Cell assembly detection in large-scale calcium imaging data
A virtue of our model is its applicability to analyzing large-scale neural recoding data. We show this in two calcium imaging data. The first data contains the activities of 452 hippocampal CA1 neurons recorded from mice running back and forth along a linear track between two rewarded sites (Fig 6A, top) [23]. Repetitive sequential activations of place cells were reported previously in the data (https://github.com/zivlab/island). For the use of our model, we binarized the data by thresholding activity of each neuron at the 50% of its maximal intensity (Fig 6A, bottom). After training, model neurons detected groups of input spike trains that tended to arrive in sequences, each of which was preferentially observed at a particular position of the track in a particular direction of run (Fig 6B).
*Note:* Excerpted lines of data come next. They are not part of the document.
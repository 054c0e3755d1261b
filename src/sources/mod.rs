//! External knowledge sources.
//!
//! - [`GoogleScholarSource`] searches Google Scholar through SerpAPI and
//!   yields [`PaperRecord`](crate::models::PaperRecord)s.
//! - [`WikipediaSource`] answers general background queries with page intros.

mod google_scholar;
mod wikipedia;

pub use google_scholar::{parse_record, parse_response, GoogleScholarSource};
pub use wikipedia::{WikipediaSource, NO_WIKIPEDIA_RESULT};

use crate::config::ConfigError;

/// Errors that can occur when interacting with a source
#[derive(Debug, thiserror::Error)]
pub enum SourceError {
    /// Missing credentials or other configuration problem
    #[error(transparent)]
    Config(#[from] ConfigError),

    /// Network or HTTP error
    #[error("Network error: {0}")]
    Network(String),

    /// Parsing error
    #[error("Parse error: {0}")]
    Parse(String),

    /// API error from the source
    #[error("API error: {0}")]
    Api(String),
}

impl From<reqwest::Error> for SourceError {
    fn from(err: reqwest::Error) -> Self {
        SourceError::Network(err.to_string())
    }
}

impl From<serde_json::Error> for SourceError {
    fn from(err: serde_json::Error) -> Self {
        SourceError::Parse(format!("JSON: {}", err))
    }
}
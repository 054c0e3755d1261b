//! Retrieval over paper text: token chunking, embeddings, and an in-memory
//! similarity index.

pub mod chunker;
pub mod embeddings;
pub mod index;

pub use chunker::{TextChunker, TiktokenTokenizer, Tokenizer};
pub use embeddings::{EmbeddingError, EmbeddingProvider, OpenAIEmbedding};
pub use index::RetrievalIndex;

/// Errors from chunking and indexing
#[derive(Debug, thiserror::Error)]
pub enum RagError {
    #[error("Invalid chunking: overlap {overlap} must be smaller than chunk size {size}")]
    InvalidChunking { size: usize, overlap: usize },

    #[error("Tokenizer unavailable: {0}")]
    Tokenizer(String),

    #[error(transparent)]
    Embedding(#[from] EmbeddingError),
}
Sorting the activities of hippocampal neurons according to the sequential firing of model neurons (Methods) revealed place-cell sequences without referring to the behavioral data (Fig 6C).
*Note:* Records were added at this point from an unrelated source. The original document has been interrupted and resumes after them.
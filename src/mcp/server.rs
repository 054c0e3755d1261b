//! MCP server implementation using pmcp (Pragmatic AI's rust-mcp-sdk).
//!
//! Exposes the research tools over stdio. All calls share one
//! [`ResearchContext`], so papers saved by one call are read by the next.

use crate::mcp::tools::ToolRegistry;
use crate::research::ResearchContext;
use async_trait::async_trait;
use pmcp::{Error, RequestHandlerExtra, Server, ServerCapabilities, ToolHandler, ToolInfo};
use serde_json::Value;
use std::sync::Arc;
use tokio::sync::Mutex;

/// The MCP server for the research tools
pub struct McpServer {
    server: Server,
}

impl std::fmt::Debug for McpServer {
    fn fmt(&self, f: &mut std::fmt::Formatter<'_>) -> std::fmt::Result {
        f.debug_struct("McpServer").finish_non_exhaustive()
    }
}

impl McpServer {
    /// Create a new MCP server over `tools`, sharing `context` between calls
    pub fn new(
        tools: &ToolRegistry,
        context: Arc<Mutex<ResearchContext>>,
    ) -> Result<Self, pmcp::Error> {
        let mut builder = Server::builder()
            .name("research-crew")
            .version(env!("CARGO_PKG_VERSION"))
            .capabilities(ServerCapabilities::default());

        for tool in tools.all() {
            let wrapper = ToolWrapper {
                name: tool.name.clone(),
                description: Some(tool.description.clone()),
                input_schema: tool.input_schema.clone(),
                handler: tool.handler.clone(),
                context: context.clone(),
            };
            builder = builder.tool(wrapper.name.clone(), wrapper);
        }

        Ok(Self {
            server: builder.build()?,
        })
    }

    /// Run the server in stdio mode
    pub async fn run(self) -> Result<(), pmcp::Error> {
        tracing::info!("Starting MCP server in stdio mode");
        self.server.run_stdio().await
    }
}

/// Adapts a registry tool to pmcp's ToolHandler
#[derive(Clone)]
struct ToolWrapper {
    name: String,
    description: Option<String>,
    input_schema: Value,
    handler: Arc<dyn crate::mcp::tools::ToolHandler>,
    context: Arc<Mutex<ResearchContext>>,
}

#[async_trait]
impl ToolHandler for ToolWrapper {
    async fn handle(&self, args: Value, _extra: RequestHandlerExtra) -> Result<Value, Error> {
        let mut context = self.context.lock().await;
        self.handler
            .execute(&mut *context, args)
            .await
            .map_err(|e| Error::internal(&e.to_string()))
    }

    fn metadata(&self) -> Option<ToolInfo> {
        Some(ToolInfo::new(
            self.name.clone(),
            self.description.clone(),
            self.input_schema.clone(),
        ))
    }
}
//! Multi-turn tool calling for a single agent and task.

use std::sync::Arc;

use serde_json::Value;

use super::{Agent, CrewError, Task};
use crate::llm::{ChatMessage, LanguageModel};
use crate::mcp::ToolRegistry;
use crate::research::ResearchContext;

const FORCE_FINAL_ANSWER: &str =
    "You have used all available tool calls. Give your best final answer now, \
     using only the information gathered so far.";

/// Drives one agent through one task
#[derive(Debug, Clone)]
pub struct AgentExecutor {
    model: Arc<dyn LanguageModel>,
    tools: Arc<ToolRegistry>,
    max_iterations: usize,
}

impl AgentExecutor {
    pub fn new(
        model: Arc<dyn LanguageModel>,
        tools: Arc<ToolRegistry>,
        max_iterations: usize,
    ) -> Self {
        Self {
            model,
            tools,
            max_iterations,
        }
    }

    pub fn tools(&self) -> &ToolRegistry {
        &self.tools
    }

    /// Work on `task` until the model answers without tool calls.
    ///
    /// Recoverable tool failures are shown to the model as the tool result.
    /// After `max_iterations` model rounds the model is asked for a final
    /// answer with no tools offered.
    pub async fn execute(
        &self,
        agent: &Agent,
        task: &Task,
        context: Option<&str>,
        ctx: &mut ResearchContext,
    ) -> Result<String, CrewError> {
        let specs = self.tools.specs_for(&agent.tools);
        let mut messages = vec![
            ChatMessage::system(system_prompt(agent)),
            ChatMessage::user(task_prompt(task, context)),
        ];

        for iteration in 0..self.max_iterations {
            let completion = self.model.complete(&messages, &specs).await?;

            if completion.tool_calls.is_empty() {
                return final_answer(agent, completion.content);
            }

            if let Some(thought) = completion.content.as_deref() {
                log_step(agent, &format!("Thought: {}", thought));
            }
            messages.push(ChatMessage::assistant(
                completion.content.clone(),
                completion.tool_calls.clone(),
            ));

            for call in completion.tool_calls {
                log_step(
                    agent,
                    &format!("Action: {} Input: {}", call.name, call.arguments),
                );

                let observation = if !agent.can_use(&call.name) {
                    format!("Tool '{}' is not available to {}", call.name, agent.role)
                } else {
                    match self.tools.execute(&call.name, ctx, call.arguments).await {
                        Ok(value) => value_to_text(value),
                        Err(e) if e.is_fatal() => return Err(e.into()),
                        Err(e) => format!("Error: {}", e),
                    }
                };

                log_step(agent, &format!("Observation: {}", observation));
                messages.push(ChatMessage::tool_result(call.id, observation));
            }

            tracing::debug!("{}: iteration {} done", agent.role, iteration + 1);
        }

        tracing::warn!(
            "{} reached the iteration limit ({}), forcing a final answer",
            agent.role,
            self.max_iterations
        );
        messages.push(ChatMessage::user(FORCE_FINAL_ANSWER));
        let completion = self.model.complete(&messages, &[]).await?;
        final_answer(agent, completion.content)
    }
}

fn final_answer(agent: &Agent, content: Option<String>) -> Result<String, CrewError> {
    let answer = content
        .map(|c| c.trim().to_string())
        .filter(|c| !c.is_empty())
        .ok_or_else(|| CrewError::EmptyAnswer(agent.role.clone()))?;
    log_step(agent, &format!("Final Answer: {}", answer));
    Ok(answer)
}

fn log_step(agent: &Agent, step: &str) {
    if agent.verbose {
        tracing::info!("[{}] {}", agent.role, step);
    } else {
        tracing::debug!("[{}] {}", agent.role, step);
    }
}

fn value_to_text(value: Value) -> String {
    match value {
        Value::String(s) => s,
        other => other.to_string(),
    }
}

fn system_prompt(agent: &Agent) -> String {
    format!(
        "You are {}.\n{}\n\nYour personal goal is: {}",
        agent.role, agent.backstory, agent.goal
    )
}

fn task_prompt(task: &Task, context: Option<&str>) -> String {
    let mut prompt = format!(
        "Current Task: {}\n\nThis is the expected criteria for your final answer: {}\n\
         You MUST return the actual complete content as the final answer, not a summary.",
        task.description, task.expected_output
    );
    if let Some(context) = context {
        prompt.push_str("\n\nThis is the context you're working with:\n");
        prompt.push_str(context);
    }
    prompt
}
Our second example is from the visual cortex in mice running on an air-floating ball [24]. The 525 second-long dataset [25] contains the activity of 6,532 neurons recorded by two-photon calcium imaging from the visual cortex as well as the behavioral data (running speed, pupil area, and whisking) monitored simultaneously with an infrared camera (Fig 6D) (https://figshare.com/articles/dataset/Recordings_of_ten_thousand_neurons_in_visual_cortex_during_spontaneous_behaviors/6163622/4). Due to the large data size, detecting cell assemblies is computationally challenging in this dataset. After training, the network model formed several neural ensembles, each of which displayed distinct spatiotemporal response patterns (Fig 6E). Interestingly, these neural ensembles showed their maximal responses at different periods of time, and the pupil area also changed its maximal size depending on active neural ensembles (Fig 6D and 6E). By sorting cortical neurons according to the response patterns of model neurons (Methods), we could find the repetition of distinct cell assemblies in the visual cortex (Fig 6F). The result revealed that active cell assemblies were changed between the early (< 280–290 s) and late epoch of spontaneous behavior, despite that there was no clear distinction in behavior (S7 Fig). To find the cell-assembly structures, we grouped co-activated model neurons (Fig 6G: see Methods). Unexpectedly, the time necessary for learning did not change much with data size, or the time was even slightly shorter for larger data sizes (Fig 6H). Presumably, this unintuitive result was because each cell assembly was represented by more neurons in larger data [19].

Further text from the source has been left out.